Issue |
A&A
Volume 632, December 2019
|
|
---|---|---|
Article Number | A39 | |
Number of page(s) | 7 | |
Section | The Sun | |
DOI | https://doi.org/10.1051/0004-6361/201936134 | |
Published online | 25 November 2019 |
Reconstructing solar magnetic fields from historical observations
VI. Axial dipole moments of solar active regions in cycles 21−24
1
ReSoLVE Centre of Excellence, Space Climate Research Unit, University of Oulu, PO Box 3000, 90014 Oulu, Finland
e-mail: iiro.virtanen@oulu.fi
2
National Solar Observatory, Boulder, CO 80303, USA
3
Pulkovo Astronomical Observatory, Russian Academy of Sciences, Pulkovskoye Shosse 65, Saint Petersburg 196140, Russian Federation
Received:
19
June
2019
Accepted:
1
October
2019
Context. The axial dipole moments of emerging active regions control the evolution of the axial dipole moment of the whole photospheric magnetic field and the strength of polar fields. Hale’s and Joy’s laws of polarity and tilt orientation affect the sign of the axial dipole moment of an active region. If both laws are valid (or both violated), the sign of the axial moment is normal. However, for some active regions, only one of the two laws is violated, and the signs of these axial dipole moments are the opposite of normal. Those opposite-sign active regions can have a significant effect, for example, on the development of polar fields.

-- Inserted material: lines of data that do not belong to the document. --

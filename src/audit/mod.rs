//! Audit logging for cabinet-stats
//!
//! Records every create, update and delete of a cabinet record, and every
//! export, in an append-only JSON-lines log.
//!
//! - `AuditEntry`: one log line with timestamp, operation, the record id or
//!   export path, and optional before/after images.
//! - `AuditLogger`: appends entries to the log file and reads them back.
//! - `generate_diff`: field-level summary of an edit.
//!
//! # Example
//!
//! ```rust,ignore
//! use cabinet_stats::audit::{generate_diff, AuditEntry, AuditLogger};
//!
//! let logger = AuditLogger::new(paths.audit_log());
//! logger.log(&AuditEntry::create(record.id.to_string(), Some(record.to_string()), &record))?;
//! ```

mod diff;
mod entry;
mod logger;

pub use diff::generate_diff;
pub use entry::{AuditEntry, EntityType, Operation};
pub use logger::AuditLogger;
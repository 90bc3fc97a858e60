//! Application state for the TUI
//!
//! The App struct owns the session's record store and holds all state needed
//! for rendering and handling events.

use chrono::{Local, NaiveDate};
use ratatui::widgets::TableState;

use crate::audit::{AuditEntry, AuditLogger};
use crate::config::{CabinetPaths, Settings};
use crate::export::{export_records, ExportFormat};
use crate::models::{CabinetRecord, RecordId};
use crate::services::{summarize, CabinetService, StatisticsSummary};
use crate::storage::{demo_store, RecordStore};

use super::dialogs::record_form::RecordFormState;
use super::widgets::{Notification, NotificationQueue};

/// Which tab is currently shown
#[derive(Debug, Clone, Copy, PartialEq, Eq, Default)]
pub enum ActiveTab {
    #[default]
    Dashboard,
    Cabinets,
    Statistics,
}

impl ActiveTab {
    pub const ALL: [ActiveTab; 3] = [Self::Dashboard, Self::Cabinets, Self::Statistics];

    /// Tab title
    pub fn title(&self) -> &'static str {
        match self {
            Self::Dashboard => "Dashboard",
            Self::Cabinets => "Cabinets",
            Self::Statistics => "Statistics",
        }
    }

    /// Position in the tab bar
    pub fn index(&self) -> usize {
        match self {
            Self::Dashboard => 0,
            Self::Cabinets => 1,
            Self::Statistics => 2,
        }
    }

    pub fn next(self) -> Self {
        Self::ALL[(self.index() + 1) % Self::ALL.len()]
    }

    pub fn prev(self) -> Self {
        Self::ALL[(self.index() + Self::ALL.len() - 1) % Self::ALL.len()]
    }
}

/// Currently active dialog (if any)
#[derive(Debug, Clone, Copy, PartialEq, Eq, Default)]
pub enum ActiveDialog {
    #[default]
    None,
    AddRecord,
    EditRecord(RecordId),
    ConfirmDelete(RecordId),
    Help,
}

/// Main application state
pub struct App<'a> {
    /// Application settings
    pub settings: &'a Settings,

    /// Paths configuration
    pub paths: &'a CabinetPaths,

    /// Records of this session
    pub store: RecordStore,

    /// Audit log, when enabled in settings
    pub audit: Option<AuditLogger>,

    /// Pinned "today"; the local clock is read when unset
    pub fixed_date: Option<NaiveDate>,

    /// Whether the app should quit
    pub should_quit: bool,

    /// Currently shown tab
    pub active_tab: ActiveTab,

    /// Currently active dialog
    pub active_dialog: ActiveDialog,

    /// Selection in the cabinets table
    pub table_state: TableState,

    /// First card shown on the statistics tab
    pub stats_offset: usize,

    /// Add/edit form state
    pub record_form: RecordFormState,

    /// Pending toasts
    pub notifications: NotificationQueue,
}

impl<'a> App<'a> {
    /// Create a new App instance that follows the local clock
    pub fn new(settings: &'a Settings, paths: &'a CabinetPaths) -> Self {
        Self::build(settings, paths, None)
    }

    /// Create an App whose "today" never changes
    pub fn with_date(settings: &'a Settings, paths: &'a CabinetPaths, date: NaiveDate) -> Self {
        Self::build(settings, paths, Some(date))
    }

    fn build(
        settings: &'a Settings,
        paths: &'a CabinetPaths,
        fixed_date: Option<NaiveDate>,
    ) -> Self {
        let today = fixed_date.unwrap_or_else(|| Local::now().date_naive());
        let store = if settings.seed_demo_data {
            demo_store(today)
        } else {
            RecordStore::new()
        };
        let audit = settings
            .audit_enabled
            .then(|| AuditLogger::new(paths.audit_log()));

        let mut app = Self {
            settings,
            paths,
            store,
            audit,
            fixed_date,
            should_quit: false,
            active_tab: ActiveTab::default(),
            active_dialog: ActiveDialog::default(),
            table_state: TableState::default(),
            stats_offset: 0,
            record_form: RecordFormState::for_add(),
            notifications: NotificationQueue::new(),
        };
        app.clamp_selection();
        app
    }

    /// Request to quit the application
    pub fn quit(&mut self) {
        self.should_quit = true;
    }

    /// Service over this session's store
    pub fn service(&mut self) -> CabinetService<'_> {
        CabinetService::new(&mut self.store, self.settings.baseline_strategy)
            .with_audit(self.audit.as_ref())
    }

    /// Current summary, recomputed from the store
    pub fn summary(&self) -> StatisticsSummary {
        summarize(self.store.list())
    }

    /// Records in display order
    pub fn records(&self) -> &[CabinetRecord] {
        self.store.list()
    }

    /// Show a toast
    pub fn notify(&mut self, notification: Notification) {
        self.notifications.push(notification);
    }

    pub fn switch_tab(&mut self, tab: ActiveTab) {
        self.active_tab = tab;
    }

    /// Open a dialog
    pub fn open_dialog(&mut self, dialog: ActiveDialog) {
        match dialog {
            ActiveDialog::AddRecord => self.record_form = RecordFormState::for_add(),
            ActiveDialog::EditRecord(id) => match self.store.get(id) {
                Some(record) => self.record_form = RecordFormState::for_edit(record),
                None => return,
            },
            _ => {}
        }
        self.active_dialog = dialog;
    }

    /// Close the active dialog
    pub fn close_dialog(&mut self) {
        self.active_dialog = ActiveDialog::None;
    }

    /// Check if a dialog is open
    pub fn has_dialog(&self) -> bool {
        self.active_dialog != ActiveDialog::None
    }

    /// Record under the table cursor
    pub fn selected_record(&self) -> Option<&CabinetRecord> {
        self.table_state
            .selected()
            .and_then(|index| self.store.list().get(index))
    }

    pub fn move_up(&mut self) {
        if let Some(index) = self.table_state.selected() {
            self.table_state.select(Some(index.saturating_sub(1)));
        }
    }

    pub fn move_down(&mut self) {
        if let Some(index) = self.table_state.selected() {
            let last = self.store.len().saturating_sub(1);
            self.table_state.select(Some((index + 1).min(last)));
        }
    }

    /// Keep the table cursor on an existing row after the list changed
    pub fn clamp_selection(&mut self) {
        let len = self.store.len();
        let selected = match (len, self.table_state.selected()) {
            (0, _) => None,
            (_, None) => Some(0),
            (_, Some(index)) => Some(index.min(len - 1)),
        };
        self.table_state.select(selected);
        self.stats_offset = self.stats_offset.min(len.saturating_sub(1));
    }

    /// Ask for confirmation before deleting the selected record
    pub fn request_delete(&mut self) {
        if let Some(id) = self.selected_record().map(|r| r.id) {
            self.open_dialog(ActiveDialog::ConfirmDelete(id));
        }
    }

    /// Delete the record after the user confirmed
    pub fn confirm_delete(&mut self, id: RecordId) {
        self.close_dialog();
        let result = self.service().remove(id);
        // An id that is already gone is not worth a toast
        if let Some(outcome) = result.transpose() {
            self.notify(Notification::from_outcome(
                outcome.map(|record| format!("Deleted {}", record)),
            ));
        }
        self.clamp_selection();
    }

    /// Date given to new records and export file names, read at call time
    pub fn today(&self) -> NaiveDate {
        self.fixed_date.unwrap_or_else(|| Local::now().date_naive())
    }

    /// Export all records in the configured default format
    pub fn export(&mut self) {
        self.export_as(self.settings.export.default_format);
    }

    /// Export all records in `format`
    ///
    /// Failures become error notifications; the store is never touched.
    pub fn export_as(&mut self, format: ExportFormat) {
        let dir = self.settings.export_dir(self.paths);
        let records = self.store.list();
        let result = export_records(records, &dir, format, self.today()).and_then(|path| {
            if let Some(logger) = &self.audit {
                logger.log(&AuditEntry::export(
                    path.display().to_string(),
                    format.extension(),
                    records.len(),
                ))?;
            }
            Ok(path)
        });

        self.notify(Notification::from_outcome(
            result.map(|path| format!("Exported to {}", path.display())),
        ));
    }
}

Aims. Our aim is to determine the axial dipole moments of active regions identified from magnetographic observations and study how the axial dipole moments of normal and opposite signs are distributed in time and latitude in solar cycles 21−24.
Methods. We identified active regions in the synoptic maps of the photospheric magnetic field measured at the National Solar Observatory (NSO) Kitt Peak (KP) observatory, the Synoptic Optical Long term Investigations of the Sun (SOLIS) vector spectromagnetograph (VSM), and the Helioseismic and Magnetic Imager (HMI) aboard the Solar Dynamics Observatory (SDO), and determined their axial dipole moments.
Results. We find that, typically, some 30% of active regions have opposite-sign axial moments in every cycle, often making more than 20% of the total axial dipole moment. Most opposite-signed moments are small, but occasional large moments, which can affect the evolution of polar fields on their own, are observed. Active regions with such a large opposite-sign moment may include only a moderate amount of total magnetic flux. We find that in cycles 21−23 the northern hemisphere activates first and shows emergence of magnetic flux over a wider latitude range, while the southern hemisphere activates later, and emergence is concentrated to lower latitudes. Cycle 24 differs from cycles 21−23 in many ways. Cycle 24 is the only cycle where the northern butterfly wing includes more active regions than the southern wing, and where axial dipole moment of normal sign emerges on average later than opposite-signed axial dipole moment. The total axial dipole moment and even the average axial moment of active regions is smaller in cycle 24 than in previous cycles.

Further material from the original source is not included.